■ Work task ■
Every entry here needs to be repeated exactly.

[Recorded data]
───
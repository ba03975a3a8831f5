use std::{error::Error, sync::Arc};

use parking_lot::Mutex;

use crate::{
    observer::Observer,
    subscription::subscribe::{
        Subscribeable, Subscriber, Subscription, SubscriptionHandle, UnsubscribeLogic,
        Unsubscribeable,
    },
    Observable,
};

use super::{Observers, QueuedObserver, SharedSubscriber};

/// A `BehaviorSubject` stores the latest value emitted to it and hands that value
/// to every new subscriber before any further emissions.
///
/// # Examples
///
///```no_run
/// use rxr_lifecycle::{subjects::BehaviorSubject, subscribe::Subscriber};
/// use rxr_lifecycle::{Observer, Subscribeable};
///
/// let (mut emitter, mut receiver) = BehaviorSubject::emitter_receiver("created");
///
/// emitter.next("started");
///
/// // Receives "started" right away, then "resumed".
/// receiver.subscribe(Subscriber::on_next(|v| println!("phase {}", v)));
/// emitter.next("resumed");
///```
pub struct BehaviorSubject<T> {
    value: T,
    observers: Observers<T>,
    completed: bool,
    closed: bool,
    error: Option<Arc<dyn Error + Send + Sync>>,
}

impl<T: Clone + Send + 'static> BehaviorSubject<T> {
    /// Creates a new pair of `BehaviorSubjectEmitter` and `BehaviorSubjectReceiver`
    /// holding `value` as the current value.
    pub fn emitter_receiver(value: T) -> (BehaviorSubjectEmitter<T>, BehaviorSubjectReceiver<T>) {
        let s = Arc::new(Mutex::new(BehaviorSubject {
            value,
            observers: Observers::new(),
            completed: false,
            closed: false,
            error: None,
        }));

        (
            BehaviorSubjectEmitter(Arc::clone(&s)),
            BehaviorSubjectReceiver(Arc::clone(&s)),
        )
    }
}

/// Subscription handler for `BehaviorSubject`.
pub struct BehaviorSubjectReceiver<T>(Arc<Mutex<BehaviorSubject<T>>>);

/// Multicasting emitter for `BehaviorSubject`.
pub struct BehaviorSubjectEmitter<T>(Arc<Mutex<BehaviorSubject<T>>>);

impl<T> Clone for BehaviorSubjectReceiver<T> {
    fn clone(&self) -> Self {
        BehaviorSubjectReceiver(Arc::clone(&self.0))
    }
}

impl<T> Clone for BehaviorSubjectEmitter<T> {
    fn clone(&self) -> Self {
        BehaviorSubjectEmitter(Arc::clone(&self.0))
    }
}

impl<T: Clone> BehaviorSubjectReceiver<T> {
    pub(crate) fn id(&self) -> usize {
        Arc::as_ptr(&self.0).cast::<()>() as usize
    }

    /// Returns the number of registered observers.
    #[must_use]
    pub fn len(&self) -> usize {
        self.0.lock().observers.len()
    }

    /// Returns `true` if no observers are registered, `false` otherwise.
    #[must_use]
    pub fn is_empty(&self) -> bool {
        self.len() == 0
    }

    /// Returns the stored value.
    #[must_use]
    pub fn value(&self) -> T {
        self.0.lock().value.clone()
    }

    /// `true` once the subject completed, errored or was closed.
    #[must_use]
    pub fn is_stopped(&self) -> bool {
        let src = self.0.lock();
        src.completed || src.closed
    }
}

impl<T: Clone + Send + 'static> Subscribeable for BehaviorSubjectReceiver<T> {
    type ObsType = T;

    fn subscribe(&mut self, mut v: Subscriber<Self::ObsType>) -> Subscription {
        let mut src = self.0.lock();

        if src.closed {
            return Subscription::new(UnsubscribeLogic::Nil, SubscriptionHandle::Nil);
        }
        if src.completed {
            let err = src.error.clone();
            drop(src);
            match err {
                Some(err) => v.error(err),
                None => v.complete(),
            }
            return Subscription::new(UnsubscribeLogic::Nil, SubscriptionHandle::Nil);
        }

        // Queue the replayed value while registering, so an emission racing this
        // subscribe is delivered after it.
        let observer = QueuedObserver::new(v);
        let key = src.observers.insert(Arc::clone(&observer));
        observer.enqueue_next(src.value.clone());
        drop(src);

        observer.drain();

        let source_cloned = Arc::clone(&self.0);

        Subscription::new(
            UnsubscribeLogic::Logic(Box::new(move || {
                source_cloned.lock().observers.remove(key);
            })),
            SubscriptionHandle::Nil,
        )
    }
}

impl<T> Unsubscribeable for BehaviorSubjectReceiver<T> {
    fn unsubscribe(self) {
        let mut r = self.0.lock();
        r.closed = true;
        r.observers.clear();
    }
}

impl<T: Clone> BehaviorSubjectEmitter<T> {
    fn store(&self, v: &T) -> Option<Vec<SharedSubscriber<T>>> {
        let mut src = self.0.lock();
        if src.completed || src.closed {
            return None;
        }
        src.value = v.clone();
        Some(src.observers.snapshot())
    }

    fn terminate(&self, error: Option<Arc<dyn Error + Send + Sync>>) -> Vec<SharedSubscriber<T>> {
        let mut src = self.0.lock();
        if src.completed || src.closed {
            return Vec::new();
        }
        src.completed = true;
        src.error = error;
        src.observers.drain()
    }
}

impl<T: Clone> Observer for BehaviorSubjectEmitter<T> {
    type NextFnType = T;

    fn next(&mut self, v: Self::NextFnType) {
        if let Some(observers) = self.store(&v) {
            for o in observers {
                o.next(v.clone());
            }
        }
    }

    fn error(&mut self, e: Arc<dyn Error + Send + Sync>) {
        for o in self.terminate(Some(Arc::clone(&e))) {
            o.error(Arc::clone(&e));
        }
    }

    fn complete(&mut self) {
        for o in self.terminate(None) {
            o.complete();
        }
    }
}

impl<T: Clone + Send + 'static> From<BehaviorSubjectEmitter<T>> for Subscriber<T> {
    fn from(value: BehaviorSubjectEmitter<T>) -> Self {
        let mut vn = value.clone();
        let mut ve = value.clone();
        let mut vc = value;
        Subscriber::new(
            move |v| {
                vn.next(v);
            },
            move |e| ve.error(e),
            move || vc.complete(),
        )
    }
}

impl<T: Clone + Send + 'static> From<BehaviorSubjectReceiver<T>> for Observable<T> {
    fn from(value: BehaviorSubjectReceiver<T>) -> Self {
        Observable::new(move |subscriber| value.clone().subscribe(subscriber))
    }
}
───
■ Exercise output ■
repository ba03975a3a8831f5
use std::{error::Error, sync::Arc};

use parking_lot::Mutex;

use crate::{
    observer::Observer,
    subscription::subscribe::{
        Subscribeable, Subscriber, Subscription, SubscriptionHandle, UnsubscribeLogic,
        Unsubscribeable,
    },
    Observable,
};

use super::{Observers, QueuedObserver, SharedSubscriber};

/// A `BehaviorSubject` stores the latest value emitted to it and hands that value
/// to every new subscriber before any further emissions.
///
/// # Examples
///
///```no_run
/// use rxr_lifecycle::{subjects::BehaviorSubject, subscribe::Subscriber};
/// use rxr_lifecycle::{Observer, Subscribeable};
///
/// let (mut emitter, mut receiver) = BehaviorSubject::emitter_receiver("created");
///
/// emitter.next("started");
///
/// // Receives "started" right away, then "resumed".
/// receiver.subscribe(Subscriber::on_next(|v| println!("phase {}", v)));
/// emitter.next("resumed");
///```
pub struct BehaviorSubject<T> {
    value: T,
    observers: Observers<T>,
    completed: bool,
    closed: bool,
    error: Option<Arc<dyn Error + Send + Sync>>,
}

impl<T: Clone + Send + 'static> BehaviorSubject<T> {
    /// Creates a new pair of `BehaviorSubjectEmitter` and `BehaviorSubjectReceiver`
    /// holding `value` as the current value.
    pub fn emitter_receiver(value: T) -> (BehaviorSubjectEmitter<T>, BehaviorSubjectReceiver<T>) {
        let s = Arc::new(Mutex::new(BehaviorSubject {
            value,
            observers: Observers::new(),
            completed: false,
            closed: false,
            error: None,
        }));

        (
            BehaviorSubjectEmitter(Arc::clone(&s)),
            BehaviorSubjectReceiver(Arc::clone(&s)),
        )
    }
}

/// Subscription handler for `BehaviorSubject`.
pub struct BehaviorSubjectReceiver<T>(Arc<Mutex<BehaviorSubject<T>>>);

/// Multicasting emitter for `BehaviorSubject`.
pub struct BehaviorSubjectEmitter<T>(Arc<Mutex<BehaviorSubject<T>>>);

impl<T> Clone for BehaviorSubjectReceiver<T> {
    fn clone(&self) -> Self {
        BehaviorSubjectReceiver(Arc::clone(&self.0))
    }
}

impl<T> Clone for BehaviorSubjectEmitter<T> {
    fn clone(&self) -> Self {
        BehaviorSubjectEmitter(Arc::clone(&self.0))
    }
}

impl<T: Clone> BehaviorSubjectReceiver<T> {
    pub(crate) fn id(&self) -> usize {
        Arc::as_ptr(&self.0).cast::<()>() as usize
    }

    /// Returns the number of registered observers.
    #[must_use]
    pub fn len(&self) -> usize {
        self.0.lock().observers.len()
    }

    /// Returns `true` if no observers are registered, `false` otherwise.
    #[must_use]
    pub fn is_empty(&self) -> bool {
        self.len() == 0
    }

    /// Returns the stored value.
    #[must_use]
    pub fn value(&self) -> T {
        self.0.lock().value.clone()
    }

    /// `true` once the subject completed, errored or was closed.
    #[must_use]
    pub fn is_stopped(&self) -> bool {
        let src = self.0.lock();
        src.completed || src.closed
    }
}

impl<T: Clone + Send + 'static> Subscribeable for BehaviorSubjectReceiver<T> {
    type ObsType = T;

    fn subscribe(&mut self, mut v: Subscriber<Self::ObsType>) -> Subscription {
        let mut src = self.0.lock();

        if src.closed {
            return Subscription::new(UnsubscribeLogic::Nil, SubscriptionHandle::Nil);
        }
        if src.completed {
            let err = src.error.clone();
            drop(src);
            match err {
                Some(err) => v.error(err),
                None => v.complete(),
            }
            return Subscription::new(UnsubscribeLogic::Nil, SubscriptionHandle::Nil);
        }

        // Queue the replayed value while registering, so an emission racing this
        // subscribe is delivered after it.
        let observer = QueuedObserver::new(v);
        let key = src.observers.insert(Arc::clone(&observer));
        observer.enqueue_next(src.value.clone());
        drop(src);

        observer.drain();

        let source_cloned = Arc::clone(&self.0);

        Subscription::new(
            UnsubscribeLogic::Logic(Box::new(move || {
                source_cloned.lock().observers.remove(key);
            })),
            SubscriptionHandle::Nil,
        )
    }
}

impl<T> Unsubscribeable for BehaviorSubjectReceiver<T> {
    fn unsubscribe(self) {
        let mut r = self.0.lock();
        r.closed = true;
        r.observers.clear();
    }
}

impl<T: Clone> BehaviorSubjectEmitter<T> {
    fn store(&self, v: &T) -> Option<Vec<SharedSubscriber<T>>> {
        let mut src = self.0.lock();
        if src.completed || src.closed {
            return None;
        }
        src.value = v.clone();
        Some(src.observers.snapshot())
    }

    fn terminate(&self, error: Option<Arc<dyn Error + Send + Sync>>) -> Vec<SharedSubscriber<T>> {
        let mut src = self.0.lock();
        if src.completed || src.closed {
            return Vec::new();
        }
        src.completed = true;
        src.error = error;
        src.observers.drain()
    }
}

impl<T: Clone> Observer for BehaviorSubjectEmitter<T> {
    type NextFnType = T;

    fn next(&mut self, v: Self::NextFnType) {
        if let Some(observers) = self.store(&v) {
            for o in observers {
                o.next(v.clone());
            }
        }
    }

    fn error(&mut self, e: Arc<dyn Error + Send + Sync>) {
        for o in self.terminate(Some(Arc::clone(&e))) {
            o.error(Arc::clone(&e));
        }
    }

    fn complete(&mut self) {
        for o in self.terminate(None) {
            o.complete();
        }
    }
}

impl<T: Clone + Send + 'static> From<BehaviorSubjectEmitter<T>> for Subscriber<T> {
    fn from(value: BehaviorSubjectEmitter<T>) -> Self {
        let mut vn = value.clone();
        let mut ve = value.clone();
        let mut vc = value;
        Subscriber::new(
            move |v| {
                vn.next(v);
            },
            move |e| ve.error(e),
            move || vc.complete(),
        )
    }
}

impl<T: Clone + Send + 'static> From<BehaviorSubjectReceiver<T>> for Observable<T> {
    fn from(value: BehaviorSubjectReceiver<T>) -> Self {
        Observable::new(move |subscriber| value.clone().subscribe(subscriber))
    }
}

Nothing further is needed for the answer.